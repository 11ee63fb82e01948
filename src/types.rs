//! Core data model: metric types, operations, entities and result shapes

use std::collections::BTreeMap;

use chrono::{DateTime, Utc};
use serde::Serialize;

use crate::error::{QueryError, Result};

/// All operation names accepted in field expressions, in the order used for
/// error messages
pub const OPERATIONS: &[&str] = &[
    "avg",
    "count_unique",
    "count",
    "max",
    "min",
    "sum",
    "p50",
    "p75",
    "p90",
    "p95",
    "p99",
];

/// The type of a metric, which determines the backend entity that stores it
#[derive(Debug, Clone, Copy, PartialEq, Eq, Hash, Serialize)]
#[serde(rename_all = "lowercase")]
pub enum MetricType {
    /// Monotonic or gauge-like counter values
    Counter,
    /// Sets of unique values (e.g. user ids)
    Set,
    /// Value distributions supporting percentiles
    Distribution,
}

impl MetricType {
    /// Stable string form
    pub fn as_str(&self) -> &'static str {
        match self {
            MetricType::Counter => "counter",
            MetricType::Set => "set",
            MetricType::Distribution => "distribution",
        }
    }

    /// The backend entity holding all metrics of this type
    pub fn entity(&self) -> EntityKey {
        match self {
            MetricType::Counter => EntityKey::MetricsCounters,
            MetricType::Set => EntityKey::MetricsSets,
            MetricType::Distribution => EntityKey::MetricsDistributions,
        }
    }

    /// All metric types, in discovery fan-out order
    pub fn all() -> [MetricType; 3] {
        [
            MetricType::Counter,
            MetricType::Set,
            MetricType::Distribution,
        ]
    }
}

/// A backend-side table/stream holding all metrics of one type
#[derive(Debug, Clone, Copy, PartialEq, Eq, Hash, PartialOrd, Ord)]
pub enum EntityKey {
    /// Counter metrics
    MetricsCounters,
    /// Set metrics
    MetricsSets,
    /// Distribution metrics
    MetricsDistributions,
}

impl EntityKey {
    /// Stable string form used in backend queries and error messages
    pub fn as_str(&self) -> &'static str {
        match self {
            EntityKey::MetricsCounters => "metrics_counters",
            EntityKey::MetricsSets => "metrics_sets",
            EntityKey::MetricsDistributions => "metrics_distributions",
        }
    }
}

/// A function that can be applied to a metric
#[derive(Debug, Clone, Copy, PartialEq, Eq, Hash, Serialize)]
#[serde(rename_all = "snake_case")]
pub enum Operation {
    /// Arithmetic mean (distributions)
    Avg,
    /// Number of observed values (distributions)
    Count,
    /// Number of unique values (sets)
    CountUnique,
    /// Maximum value (distributions)
    Max,
    /// Minimum value (distributions)
    Min,
    /// Sum of values (counters)
    Sum,
    /// 50th percentile (distributions)
    P50,
    /// 75th percentile (distributions)
    P75,
    /// 90th percentile (distributions)
    P90,
    /// 95th percentile (distributions)
    P95,
    /// 99th percentile (distributions)
    P99,
}

impl Operation {
    /// Parse an operation name as it appears in a field expression
    pub fn parse(name: &str) -> Option<Operation> {
        Some(match name {
            "avg" => Operation::Avg,
            "count" => Operation::Count,
            "count_unique" => Operation::CountUnique,
            "max" => Operation::Max,
            "min" => Operation::Min,
            "sum" => Operation::Sum,
            "p50" => Operation::P50,
            "p75" => Operation::P75,
            "p90" => Operation::P90,
            "p95" => Operation::P95,
            "p99" => Operation::P99,
            _ => return None,
        })
    }

    /// Stable string form
    pub fn as_str(&self) -> &'static str {
        match self {
            Operation::Avg => "avg",
            Operation::Count => "count",
            Operation::CountUnique => "count_unique",
            Operation::Max => "max",
            Operation::Min => "min",
            Operation::Sum => "sum",
            Operation::P50 => "p50",
            Operation::P75 => "p75",
            Operation::P90 => "p90",
            Operation::P95 => "p95",
            Operation::P99 => "p99",
        }
    }

    /// Whether this operation is a percentile
    pub fn is_percentile(&self) -> bool {
        self.percentile_index().is_some()
    }

    /// Position of this percentile in the shared quantile-array column
    ///
    /// The backend computes all five quantiles in a single call returning an
    /// array ordered p50, p75, p90, p95, p99. The converter relies on these
    /// indices to split the array apart.
    pub fn percentile_index(&self) -> Option<usize> {
        Some(match self {
            Operation::P50 => 0,
            Operation::P75 => 1,
            Operation::P90 => 2,
            Operation::P95 => 3,
            Operation::P99 => 4,
            _ => return None,
        })
    }

    /// Default value for series positions with no observed data
    ///
    /// Counting operations gap-fill with zero; averaging, extremal and
    /// percentile operations gap-fill with null.
    pub fn default_series_value(&self) -> Option<f64> {
        match self {
            Operation::Count | Operation::CountUnique | Operation::Sum => Some(0.0),
            _ => None,
        }
    }
}

/// Unit of a metric's values, when known
#[derive(Debug, Clone, Copy, PartialEq, Eq, Serialize)]
#[serde(rename_all = "lowercase")]
pub enum MetricUnit {
    /// Duration in seconds
    Seconds,
}

/// A project in scope for a query, together with its organization
///
/// All projects of one request must share the same organization; the query
/// compiler fails fast otherwise.
#[derive(Debug, Clone, Copy, PartialEq, Eq)]
pub struct Project {
    /// Project id, used for the project-scope membership condition
    pub id: u64,
    /// Organization id, used for the organization-scope condition
    pub org_id: u64,
}

/// Verify that a project scope is non-empty and organization-homogeneous,
/// returning the shared organization id
pub fn check_project_scope(projects: &[Project]) -> Result<u64> {
    let first = projects.first().ok_or_else(|| {
        QueryError::InvalidParams("At least one project is required".to_string())
    })?;
    if projects.iter().any(|p| p.org_id != first.org_id) {
        return Err(QueryError::Inconsistent(
            "projects span multiple organizations".to_string(),
        ));
    }
    Ok(first.org_id)
}

/// A discovered tag key
#[derive(Debug, Clone, PartialEq, Eq, PartialOrd, Ord, Serialize)]
pub struct Tag {
    /// Tag key name
    pub key: String,
}

/// A discovered (tag key, tag value) pair
#[derive(Debug, Clone, PartialEq, Eq, PartialOrd, Ord, Serialize)]
pub struct TagValue {
    /// Tag key name
    pub key: String,
    /// Tag value
    pub value: String,
}

/// Discovered metadata for one metric, without tag information
#[derive(Debug, Clone, PartialEq, Serialize)]
pub struct MetricMeta {
    /// Metric name
    pub name: String,
    /// Metric type
    #[serde(rename = "type")]
    pub metric_type: MetricType,
    /// Operations that are legal for this metric
    pub operations: Vec<Operation>,
    /// Unit of the metric's values, if known
    pub unit: Option<MetricUnit>,
}

/// Discovered metadata for one metric, including its known tag keys
#[derive(Debug, Clone, PartialEq, Serialize)]
pub struct MetricMetaWithTagKeys {
    /// Metric name
    pub name: String,
    /// Metric type
    #[serde(rename = "type")]
    pub metric_type: MetricType,
    /// Operations that are legal for this metric
    pub operations: Vec<Operation>,
    /// Known tag keys, sorted by name
    pub tags: Vec<Tag>,
    /// Unit of the metric's values, if known
    pub unit: Option<MetricUnit>,
}

/// One output group, keyed by a tag combination
///
/// `totals` maps each requested field string to one aggregate over the whole
/// window. When intervals were requested, `series` maps each field string to
/// one value per interval, aligned by position and gap-filled with the
/// operation's default. Non-finite values are normalized to null.
#[derive(Debug, Clone, Default, PartialEq, Serialize)]
pub struct GroupResult {
    /// Resolved tag name to resolved tag value
    pub by: BTreeMap<String, String>,
    /// One aggregate value per field over the whole window
    pub totals: BTreeMap<String, Option<f64>>,
    /// One value per field per interval, present only for series queries
    #[serde(skip_serializing_if = "Option::is_none")]
    pub series: Option<BTreeMap<String, Vec<Option<f64>>>>,
}

/// The complete, JSON-serializable answer to a series query
#[derive(Debug, Clone, Serialize)]
pub struct SeriesResult {
    /// Window start
    pub start: DateTime<Utc>,
    /// Window end (exclusive)
    pub end: DateTime<Utc>,
    /// The raw filter query string as requested
    pub query: String,
    /// The dense interval sequence all series are aligned to
    pub intervals: Vec<DateTime<Utc>>,
    /// One entry per tag combination, in backend row order
    pub groups: Vec<GroupResult>,
}

#[cfg(test)]
mod tests {
    use super::*;

    #[test]
    fn test_percentile_index_order() {
        // p50..p99 split a single array-returning aggregate; the converter
        // depends on this exact order.
        assert_eq!(Operation::P50.percentile_index(), Some(0));
        assert_eq!(Operation::P75.percentile_index(), Some(1));
        assert_eq!(Operation::P90.percentile_index(), Some(2));
        assert_eq!(Operation::P95.percentile_index(), Some(3));
        assert_eq!(Operation::P99.percentile_index(), Some(4));
        assert_eq!(Operation::Sum.percentile_index(), None);
    }

    #[test]
    fn test_operation_parse_round_trip() {
        for name in OPERATIONS {
            let op = Operation::parse(name).expect("known operation");
            assert_eq!(op.as_str(), *name);
        }
        assert!(Operation::parse("foo").is_none());
    }

    #[test]
    fn test_default_series_values() {
        assert_eq!(Operation::Sum.default_series_value(), Some(0.0));
        assert_eq!(Operation::Count.default_series_value(), Some(0.0));
        assert_eq!(Operation::CountUnique.default_series_value(), Some(0.0));
        assert_eq!(Operation::Avg.default_series_value(), None);
        assert_eq!(Operation::Max.default_series_value(), None);
        assert_eq!(Operation::P95.default_series_value(), None);
    }

    #[test]
    fn test_project_scope_homogeneity() {
        let ok = [
            Project { id: 1, org_id: 7 },
            Project { id: 2, org_id: 7 },
        ];
        assert_eq!(check_project_scope(&ok).unwrap(), 7);

        let mixed = [
            Project { id: 1, org_id: 7 },
            Project { id: 2, org_id: 8 },
        ];
        assert!(matches!(
            check_project_scope(&mixed),
            Err(QueryError::Inconsistent(_))
        ));

        assert!(matches!(
            check_project_scope(&[]),
            Err(QueryError::InvalidParams(_))
        ));
    }
}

Prompt
Copy each line above that has the word "mixed".

Output
        let mixed = [
            check_project_scope(&mixed),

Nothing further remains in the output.